A former child actress who grew up in Hollywood with an overbearing stage mother, Harlow recently bared her soul in her second album “Main Character.” She’d kept it secret for decades that her mother had fed her amphetamines and sleeping pills beginning at age 6, but the drugs resulted in Harlow’s quality of life as an adult severely deteriorating.

She was diagnosed with a heart condition called Prinzmetal angina in 2019. She suffers from lupus, postural tachycardia syndrome and chronic anemia, for which she has to be medicated indefinitely.
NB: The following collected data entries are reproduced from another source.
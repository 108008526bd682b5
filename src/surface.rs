//! Bilinear surface projection: the forward map that pins a rectangular
//! texture to a warped quad, and the per-fragment inverse that recovers the
//! undistorted surface coordinate from an interpolated screen position.

use serde::{Deserialize, Serialize};

use crate::utils::Position;

/// Discriminant floor for the general quadratic branch. At or below this the
/// screen point has no representable preimage on the surface and the
/// fragment is dropped.
pub const MIN_DISCRIMINANT: f32 = 1e-5;

/// Per-axis perspective warp coefficients. Zero on an axis selects that
/// axis's degenerate branch of the inverse; both zero is a plain affine
/// passthrough.
#[derive(Debug, Clone, Copy, PartialEq, Default, Serialize, Deserialize)]
pub struct Distortion {
    pub x: f32,
    pub y: f32,
}

impl Distortion {
    pub const NONE: Distortion = Distortion { x: 0.0, y: 0.0 };

    pub fn new(x: f32, y: f32) -> Self {
        Distortion { x, y }
    }
}

/// A distorted quad surface. `project` runs on the control path when quad
/// corners are placed; `unproject` is the per-fragment solver and is also
/// mirrored in WGSL by the GPU pass.
#[derive(Debug, Clone, Copy, PartialEq, Default)]
pub struct BilinearSurface {
    pub distortion: Distortion,
}

impl BilinearSurface {
    pub fn new(distortion: Distortion) -> Self {
        BilinearSurface { distortion }
    }

    /// Forward map, surface space to screen space:
    /// `vx = sx * (1 + dx * sy)`, `vy = sy * (1 + dy * sx)`.
    pub fn project(&self, surface: Position) -> Position {
        let dx = self.distortion.x;
        let dy = self.distortion.y;
        Position {
            x: surface.x * (1.0 + dx * surface.y),
            y: surface.y * (1.0 + dy * surface.x),
        }
    }

    /// Inverse map, screen space back to surface space. Returns `None` when
    /// the quadratic discriminant is at or below [`MIN_DISCRIMINANT`], the
    /// fragment-discard case.
    ///
    /// Branch order matters: `dx == 0` is checked first, so a fully zero
    /// distortion degenerates to the affine passthrough with no division by
    /// zero anywhere.
    pub fn unproject(&self, screen: Position) -> Option<Position> {
        let vx = screen.x;
        let vy = screen.y;
        let dx = self.distortion.x;
        let dy = self.distortion.y;

        if dx == 0.0 {
            Some(Position {
                x: vx,
                y: vy / (1.0 + dy * vx),
            })
        } else if dy == 0.0 {
            Some(Position {
                x: vx / (1.0 + dx * vy),
                y: vy,
            })
        } else {
            let b = (vy * dx - vx * dy + 1.0) * 0.5 / dy;
            let d = b * b + vx / dy;
            if d <= MIN_DISCRIMINANT {
                return None;
            }
            // The in-domain root is fixed by the sign of dy, not by
            // comparing candidates.
            let sx = if dy > 0.0 {
                -b + d.sqrt()
            } else {
                -b - d.sqrt()
            };
            let sy = (vx / sx - 1.0) / dx;
            Some(Position { x: sx, y: sy })
        }
    }
}

/// Maps a solved surface coordinate into texture UV space using the packed
/// per-vertex transform rows: `u = t1 . (sx, sy, 1)`, `v = t2 . (sx, sy, 1)`.
pub fn surface_to_uv(trans1: [f32; 3], trans2: [f32; 3], surface: Position) -> [f32; 2] {
    [
        trans1[0] * surface.x + trans1[1] * surface.y + trans1[2],
        trans2[0] * surface.x + trans2[1] * surface.y + trans2[2],
    ]
}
“Losing pieces of freedom little by little is more heartbreaking than I know how to cope with, so I don’t,” Harlow captioned an Instagram photo of herself in a wheelchair on Thursday. “I am not allowed to be left unattended, I can’t do too much or too little, I can’t say to myself everything will be okay.”

Prinzmetal angina, she added, “doesn’t give you that hope.”

“When I scream to ‘You’re On Your Own Kid’ by TS [Taylor Swift] and she sings, ‘You’ve got no reason to be afraid,’ I try to ignore that line cause it takes me out of that perfect song and I don’t want to think about that stuff. This Billie song just wrecked me,” she continued, adding that she’s felt like a toy since she was a child and now she’s 35 and struggling financially.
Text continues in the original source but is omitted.